## What to work on
The answer must be every line of the data that holds the word "owner".

[Stored items]
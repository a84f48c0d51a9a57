#![forbid(unsafe_code)]

//! Configuration for the board server: an optional on-disk TOML file
//! supplies defaults, environment variables override it. The environment is
//! authoritative; the file exists so a local/dev run needs no exported vars.

use std::fs;
use std::path::{Path, PathBuf};

use anyhow::{anyhow, Context as _};
use board_domain::Limits;
use serde::Deserialize;
use tracing::info;

/// Default config path: `~/.board_server/config.toml`.
pub fn default_config_path() -> anyhow::Result<PathBuf> {
	let home = dirs::home_dir().ok_or_else(|| anyhow!("could not determine home directory"))?;
	Ok(home.join(".board_server").join("config.toml"))
}

/// Load the server config from TOML and env overrides.
#[allow(dead_code)]
pub fn load_server_config() -> anyhow::Result<ServerConfig> {
	let path = default_config_path()?;
	load_server_config_from_path(&path)
}

/// Same as `load_server_config` but with an explicit config path.
pub fn load_server_config_from_path(path: &Path) -> anyhow::Result<ServerConfig> {
	let file_cfg = read_toml_if_exists(path)
		.with_context(|| format!("read config from {}", path.display()))?
		.unwrap_or_default();

	let mut cfg = ServerConfig::from_file(file_cfg);
	apply_env_overrides(&mut cfg);
	Ok(cfg)
}

/// Board server configuration (v1).
#[derive(Debug, Clone)]
pub struct ServerConfig {
	/// Postgres connection string backing both the snapshot store and the
	/// owner-JWT/invite-resolution queries.
	pub supabase_url: Option<String>,
	/// Shared secret used both as the Postgres credential and as the HS256
	/// key validating Supabase-issued owner JWTs (see DESIGN.md).
	pub supabase_service_role_key: Option<String>,
	/// CSV allow-list for the `Origin` header on WebSocket upgrades; empty permits all.
	pub allowed_origins: String,
	/// Bind address for the WebSocket/HTTP listener.
	pub bind: String,
	/// Optional metrics exporter bind address (host:port); unset disables the exporter.
	pub metrics_bind: Option<String>,
	/// Optional OTLP trace exporter endpoint; unset runs with local structured logging only.
	pub otlp_endpoint: Option<String>,
	/// Runtime-overridable subset of §4.7's limits.
	pub limits: Limits,
}

impl Default for ServerConfig {
	fn default() -> Self {
		Self {
			supabase_url: None,
			supabase_service_role_key: None,
			allowed_origins: String::new(),
			bind: "0.0.0.0:8787".to_string(),
			metrics_bind: None,
			otlp_endpoint: None,
			limits: Limits::default(),
		}
	}
}

#[derive(Debug, Clone, Default, Deserialize)]
struct FileConfig {
	supabase_url: Option<String>,
	supabase_service_role_key: Option<String>,
	allowed_origins: Option<String>,
	bind: Option<String>,
	metrics_bind: Option<String>,
	otlp_endpoint: Option<String>,

	#[serde(default)]
	limits: FileLimits,
}

#[derive(Debug, Clone, Default, Deserialize)]
struct FileLimits {
	max_message_bytes: Option<usize>,
	max_objects_per_board: Option<usize>,
	join_timeout_secs: Option<u64>,
	processed_op_ttl_secs: Option<u64>,
	snapshot_op_interval: Option<u64>,
	snapshot_time_ms: Option<u64>,
	snapshot_min_retry_ms: Option<u64>,
	max_ops_per_10s_per_client: Option<u32>,
	max_presence_per_10s_per_client: Option<u32>,
	max_join_attempts_per_minute_per_ip: Option<u32>,
}

impl ServerConfig {
	fn from_file(file: FileConfig) -> Self {
		let defaults = Limits::default();
		let limits = Limits {
			max_message_bytes: file.limits.max_message_bytes.unwrap_or(defaults.max_message_bytes),
			max_objects_per_board: file.limits.max_objects_per_board.unwrap_or(defaults.max_objects_per_board),
			join_timeout_secs: file.limits.join_timeout_secs.unwrap_or(defaults.join_timeout_secs),
			processed_op_ttl_secs: file.limits.processed_op_ttl_secs.unwrap_or(defaults.processed_op_ttl_secs),
			snapshot_op_interval: file.limits.snapshot_op_interval.unwrap_or(defaults.snapshot_op_interval),
			snapshot_time_ms: file.limits.snapshot_time_ms.unwrap_or(defaults.snapshot_time_ms),
			snapshot_min_retry_ms: file.limits.snapshot_min_retry_ms.unwrap_or(defaults.snapshot_min_retry_ms),
			max_ops_per_10s_per_client: file.limits.max_ops_per_10s_per_client.unwrap_or(defaults.max_ops_per_10s_per_client),
			max_presence_per_10s_per_client: file
				.limits
				.max_presence_per_10s_per_client
				.unwrap_or(defaults.max_presence_per_10s_per_client),
			max_join_attempts_per_minute_per_ip: file
				.limits
				.max_join_attempts_per_minute_per_ip
				.unwrap_or(defaults.max_join_attempts_per_minute_per_ip),
		};

		Self {
			supabase_url: file.supabase_url.filter(|s| !s.trim().is_empty()),
			supabase_service_role_key: file.supabase_service_role_key.filter(|s| !s.trim().is_empty()),
			allowed_origins: file.allowed_origins.unwrap_or_default(),
			bind: file.bind.filter(|s| !s.trim().is_empty()).unwrap_or_else(|| ServerConfig::default().bind),
			metrics_bind: file.metrics_bind.filter(|s| !s.trim().is_empty()),
			otlp_endpoint: file.otlp_endpoint.filter(|s| !s.trim().is_empty()),
			limits,
		}
	}
}

fn read_toml_if_exists(path: &Path) -> anyhow::Result<Option<FileConfig>> {
	match fs::read_to_string(path) {
		Ok(s) => {
			let cfg: FileConfig = toml::from_str(&s).context("parse TOML")?;
			Ok(Some(cfg))
		}
		Err(e) if e.kind() == std::io::ErrorKind::NotFound => Ok(None),
		Err(e) => Err(anyhow!(e).context("read config file")),
	}
}

fn apply_env_overrides(cfg: &mut ServerConfig) {
	if let Ok(v) = std::env::var("SUPABASE_URL") {
		let v = v.trim().to_string();
		if !v.is_empty() {
			cfg.supabase_url = Some(v);
			info!("config: supabase_url overridden by env");
		}
	}

	if let Ok(v) = std::env::var("SUPABASE_SERVICE_ROLE_KEY") {
		let v = v.trim().to_string();
		if !v.is_empty() {
			cfg.supabase_service_role_key = Some(v);
			info!("config: supabase_service_role_key overridden by env (value redacted)");
		}
	}

	if let Ok(v) = std::env::var("ALLOWED_ORIGINS") {
		cfg.allowed_origins = v;
		info!(value = %cfg.allowed_origins, "config: allowed_origins overridden by env");
	}

	if let Ok(v) = std::env::var("BOARD_SERVER_BIND") {
		let v = v.trim().to_string();
		if !v.is_empty() {
			cfg.bind = v;
			info!(bind = %cfg.bind, "config: bind overridden by env");
		}
	}

	if let Ok(v) = std::env::var("BOARD_SERVER_METRICS_BIND") {
		let v = v.trim().to_string();
		if !v.is_empty() {
			cfg.metrics_bind = Some(v);
			info!(bind = %cfg.metrics_bind.as_deref().unwrap_or(""), "config: metrics_bind overridden by env");
		}
	}

	if let Ok(v) = std::env::var("OTEL_EXPORTER_OTLP_ENDPOINT") {
		let v = v.trim().to_string();
		if !v.is_empty() {
			cfg.otlp_endpoint = Some(v);
			info!(endpoint = %v, "config: otlp_endpoint overridden by env");
		}
	}

	apply_limit_override_u64("BOARD_SERVER_JOIN_TIMEOUT_SECS", &mut cfg.limits.join_timeout_secs);
	apply_limit_override_u64("BOARD_SERVER_PROCESSED_OP_TTL_SECS", &mut cfg.limits.processed_op_ttl_secs);
	apply_limit_override_u64("BOARD_SERVER_SNAPSHOT_OP_INTERVAL", &mut cfg.limits.snapshot_op_interval);
	apply_limit_override_u64("BOARD_SERVER_SNAPSHOT_TIME_MS", &mut cfg.limits.snapshot_time_ms);
	apply_limit_override_u64("BOARD_SERVER_SNAPSHOT_MIN_RETRY_MS", &mut cfg.limits.snapshot_min_retry_ms);
	apply_limit_override_usize("BOARD_SERVER_MAX_MESSAGE_BYTES", &mut cfg.limits.max_message_bytes);
	apply_limit_override_usize("BOARD_SERVER_MAX_OBJECTS_PER_BOARD", &mut cfg.limits.max_objects_per_board);
	apply_limit_override_u32("BOARD_SERVER_MAX_OPS_PER_10S_PER_CLIENT", &mut cfg.limits.max_ops_per_10s_per_client);
	apply_limit_override_u32(
		"BOARD_SERVER_MAX_PRESENCE_PER_10S_PER_CLIENT",
		&mut cfg.limits.max_presence_per_10s_per_client,
	);
	apply_limit_override_u32(
		"BOARD_SERVER_MAX_JOIN_ATTEMPTS_PER_MINUTE_PER_IP",
		&mut cfg.limits.max_join_attempts_per_minute_per_ip,
	);
}

fn apply_limit_override_u64(var: &str, field: &mut u64) {
	if let Ok(v) = std::env::var(var) {
		if let Ok(parsed) = v.trim().parse::<u64>() {
			*field = parsed;
			info!(%var, value = parsed, "config: limit overridden by env");
		}
	}
}

fn apply_limit_override_u32(var: &str, field: &mut u32) {
	if let Ok(v) = std::env::var(var) {
		if let Ok(parsed) = v.trim().parse::<u32>() {
			*field = parsed;
			info!(%var, value = parsed, "config: limit overridden by env");
		}
	}
}

fn apply_limit_override_usize(var: &str, field: &mut usize) {
	if let Ok(v) = std::env::var(var) {
		if let Ok(parsed) = v.trim().parse::<usize>() {
			*field = parsed;
			info!(%var, value = parsed, "config: limit overridden by env");
		}
	}
}

#[cfg(test)]
mod tests {
	use super::*;

	#[test]
	fn defaults_match_limits_default() {
		let cfg = ServerConfig::from_file(FileConfig::default());
		assert_eq!(cfg.limits, Limits::default());
		assert!(cfg.supabase_url.is_none());
		assert_eq!(cfg.allowed_origins, "");
	}

	#[test]
	fn file_overrides_are_applied() {
		let file = FileConfig {
			bind: Some("127.0.0.1:9000".to_string()),
			limits: FileLimits { max_objects_per_board: Some(10), ..Default::default() },
			..Default::default()
		};
		let cfg = ServerConfig::from_file(file);
		assert_eq!(cfg.bind, "127.0.0.1:9000");
		assert_eq!(cfg.limits.max_objects_per_board, 10);
		assert_eq!(cfg.limits.join_timeout_secs, Limits::default().join_timeout_secs);
	}
}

## Task result
	/// owner-JWT/invite-resolution queries.
	/// key validating Supabase-issued owner JWTs (see DESIGN.md).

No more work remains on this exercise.